Considering, also, the possession of the property which defendant exercised toward the close of Mrs. Owens' life, and afterwards, and keeping in mind that until this suit was filed August 27, 1940, by the representative of her estate that such possession never was formally challenged, we think that whatever rights otherwise might have been predicated on the very informal writing on *Page 163 which reliance rests, it is reasonable to conclude there was oral rescission, and that the parties had acted thereon. On such hypothesis, defendant in error should prevail. 58 C.J., p. 1194, § 550. See, also, 38 A.L.R. 294, et seq., where the authorities are reviewed at length.

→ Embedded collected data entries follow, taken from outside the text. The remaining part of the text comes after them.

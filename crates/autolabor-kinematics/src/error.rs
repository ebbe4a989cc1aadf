//! Error types for the drive core.
//!
//! Configuration problems are fatal and surface at construction time. Per-tick
//! data problems are reported so the caller can log them, but never stop the
//! control loop.

use core::fmt;

/// Errors that can occur in kinematic calculations.
#[derive(Debug, Clone, PartialEq)]
pub enum KinematicsError {
    /// A physical parameter is out of range.
    /// Returned when wheel separation, wheel diameter or a torque parameter is not positive.
    InvalidConfiguration(&'static str),
    /// Error for negative time delta.
    /// This variant is returned when a negative or non-finite time delta is used for pose updates.
    NegativeTimeDelta(&'static str),
    /// A sensor sample or timestamp was NaN or infinite.
    MalformedMeasurement(&'static str),
}

impl fmt::Display for KinematicsError {
    fn fmt(&self, f: &mut fmt::Formatter<'_>) -> fmt::Result {
        match self {
            KinematicsError::InvalidConfiguration(msg) => {
                write!(f, "Invalid configuration: {}", msg)
            }
            KinematicsError::NegativeTimeDelta(msg) => write!(f, "Negative time delta: {}", msg),
            KinematicsError::MalformedMeasurement(msg) => {
                write!(f, "Malformed measurement: {}", msg)
            }
        }
    }
}

impl core::error::Error for KinematicsError {}
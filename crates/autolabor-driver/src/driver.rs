//! The tick-side controller: owns the scheduler, shaper and integrator, pulls
//! the newest command from the mailbox, and publishes what each update produced.

use std::sync::Arc;

use autolabor_kinematics::{
    CommandShaper, DifferentialDrive, OdomSource, OdometryIntegrator, Pose2D, Tick,
    UpdateScheduler, VelocityEstimate, WheelTargets,
};
use tracing::{debug, info, warn};

use crate::bus::Topic;
use crate::config::DriverConfig;
use crate::error::DriverError;
use crate::ingress::SharedIngress;
use crate::joints::{JointRates, WHEEL_JOINT_COUNT, WheelJoint, WheelJoints};
use crate::messages::{DriveCycle, FrameTransform, JointState, OdometryRecord, Quaternion};

const TOPIC_CAPACITY: usize = 16;

/// Output topics the driver publishes on.
#[derive(Debug, Clone)]
pub struct DriverOutputs {
    /// Pose and velocity estimate, once per fired update.
    pub odometry: Topic<OdometryRecord>,
    /// odom→base, world→odom and base→wheel transforms, as enabled.
    pub transforms: Topic<FrameTransform>,
    /// Wheel joint angles and rates.
    pub joint_states: Topic<JointState>,
    /// Full record of each fired update, including the wheel targets.
    pub cycles: Topic<DriveCycle>,
}

impl Default for DriverOutputs {
    fn default() -> Self {
        DriverOutputs {
            odometry: Topic::new("odom", TOPIC_CAPACITY),
            transforms: Topic::new("tf", TOPIC_CAPACITY),
            joint_states: Topic::new("joint_states", TOPIC_CAPACITY),
            cycles: Topic::new("drive_cycles", TOPIC_CAPACITY),
        }
    }
}

/// Frame ids with the tf prefix already applied, built once.
#[derive(Debug, Clone)]
struct Frames {
    odometry: Arc<str>,
    base: Arc<str>,
    world: Arc<str>,
    wheels: [Arc<str>; WHEEL_JOINT_COUNT],
}

impl Frames {
    fn new(config: &DriverConfig) -> Self {
        Frames {
            odometry: config.prefixed(&config.odometry_frame).into(),
            base: config.prefixed(&config.robot_base_frame).into(),
            world: config.prefixed(&config.world_frame).into(),
            wheels: WheelJoint::ALL.map(|joint| Arc::from(config.prefixed(joint.name()))),
        }
    }
}

#[derive(Debug, Clone, Copy)]
struct PublishFlags {
    odom_tf: bool,
    wheel_tf: bool,
    world_tf: bool,
    joint_state: bool,
}

/// Four-wheel differential-drive controller.
///
/// Call [`FourWheelDiffDriver::update`] from the driving loop on every tick.
/// Commands arrive through the shared [`crate::CommandIngress`] from any thread.
pub struct FourWheelDiffDriver {
    drive: DifferentialDrive,
    shaper: CommandShaper,
    integrator: OdometryIntegrator,
    scheduler: UpdateScheduler,
    joints: WheelJoints,
    targets: WheelTargets,
    ingress: SharedIngress,
    outputs: DriverOutputs,
    frames: Frames,
    flags: PublishFlags,
    command_timeout: f64,
    wheelbase: f64,
    command_was_stale: bool,
}
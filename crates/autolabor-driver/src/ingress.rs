//! Latest-value command mailbox shared between the command-arrival path and the tick loop.

use std::sync::Arc;

use autolabor_kinematics::{CommandState, Twist};
use parking_lot::Mutex;
use tracing::{trace, warn};

use crate::error::DriverError;

/// Single-slot mailbox: every publish overwrites, every fetch copies the newest command.
///
/// The lock is held only for the copy in or out, never across any math.
#[derive(Debug, Default)]
pub struct CommandIngress {
    slot: Mutex<CommandState>,
}

pub type SharedIngress = Arc<CommandIngress>;

impl CommandIngress {
    pub fn new() -> Self {
        Self::default()
    }

    pub fn shared() -> SharedIngress {
        Arc::new(Self::new())
    }

    /// Store `command` as the newest setpoint, stamped with `stamp` (s).
    ///
    /// Non-finite commands or stamps are refused and the previous command stays in place.
    pub fn publish(&self, command: Twist, stamp: f64) -> Result<(), DriverError> {
        if !command.is_finite() || !stamp.is_finite() {
            warn!(
                linear = command.linear,
                angular = command.angular,
                stamp,
                "Dropping malformed velocity command"
            );
            return Err(DriverError::MalformedCommand {
                linear: command.linear,
                angular: command.angular,
                stamp,
            });
        }
        *self.slot.lock() = CommandState::new(command, stamp);
        trace!(linear = command.linear, angular = command.angular, stamp, "Command stored");
        Ok(())
    }

    /// Copy of the newest command.
    pub fn fetch(&self) -> CommandState {
        *self.slot.lock()
    }

    /// Drop the stored command, leaving a zero command stamped at `now`.
    pub fn clear(&self, now: f64) {
        *self.slot.lock() = CommandState::new(Twist::ZERO, now);
        trace!(stamp = now, "Command cleared");
    }
}

#[cfg(test)]
mod tests {
    use super::*;
    use std::thread;

    #[test]
    fn test_starts_with_zero_command() {
        let ingress = CommandIngress::new();
        assert_eq!(ingress.fetch(), CommandState::default());
    }

    #[test]
    fn test_latest_command_wins() {
        let ingress = CommandIngress::new();
        ingress.publish(Twist::new(0.1, 0.0), 1.0).unwrap();
        ingress.publish(Twist::new(0.2, 0.5), 1.1).unwrap();
        let state = ingress.fetch();
        assert_eq!(state.command, Twist::new(0.2, 0.5));
        assert_eq!(state.timestamp, 1.1);
    }

    #[test]
    fn test_malformed_command_keeps_previous() {
        let ingress = CommandIngress::new();
        ingress.publish(Twist::new(0.3, 0.0), 2.0).unwrap();
        let err = ingress.publish(Twist::new(f64::NAN, 0.0), 2.1).unwrap_err();
        assert!(matches!(err, DriverError::MalformedCommand { .. }));
        assert!(ingress.publish(Twist::new(0.0, 0.0), f64::INFINITY).is_err());
        assert_eq!(ingress.fetch(), CommandState::new(Twist::new(0.3, 0.0), 2.0));
    }

    #[test]
    fn test_clear_drops_the_command() {
        let ingress = CommandIngress::new();
        ingress.publish(Twist::new(1.0, 0.5), 10.0).unwrap();
        ingress.clear(0.0);
        assert_eq!(ingress.fetch(), CommandState::new(Twist::ZERO, 0.0));
    }

    #[test]
    fn test_concurrent_writers_never_tear() {
        let ingress = CommandIngress::shared();
        let writers: Vec<_> = (0..4)
            .map(|w| {
                let ingress = Arc::clone(&ingress);
                thread::spawn(move || {
                    for i in 0..1_000 {
                        let v = (w * 1_000 + i) as f64;
                        ingress.publish(Twist::new(v, -v), v).unwrap();
                    }
                })
            })
            .collect();

        for _ in 0..1_000 {
            let state = ingress.fetch();
            assert_eq!(state.command.linear, -state.command.angular);
            assert_eq!(state.command.linear, state.timestamp);
        }
        for writer in writers {
            writer.join().unwrap();
        }
    }
}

In relation to furnishings in the cabin, so much uncertainty existed as to who owned the whole or any part thereof, and when, the court may well have concluded that basis for judgment for plaintiff did not appear. Our study does not warrant conclusion otherwise.

We have noted all other errors urged upon our attention, but believe them to be without merit.

Let the judgment be affirmed.

MR. CHIEF JUSTICE YOUNG, MR. JUSTICE BAKKE and MR. JUSTICE BOCK concur.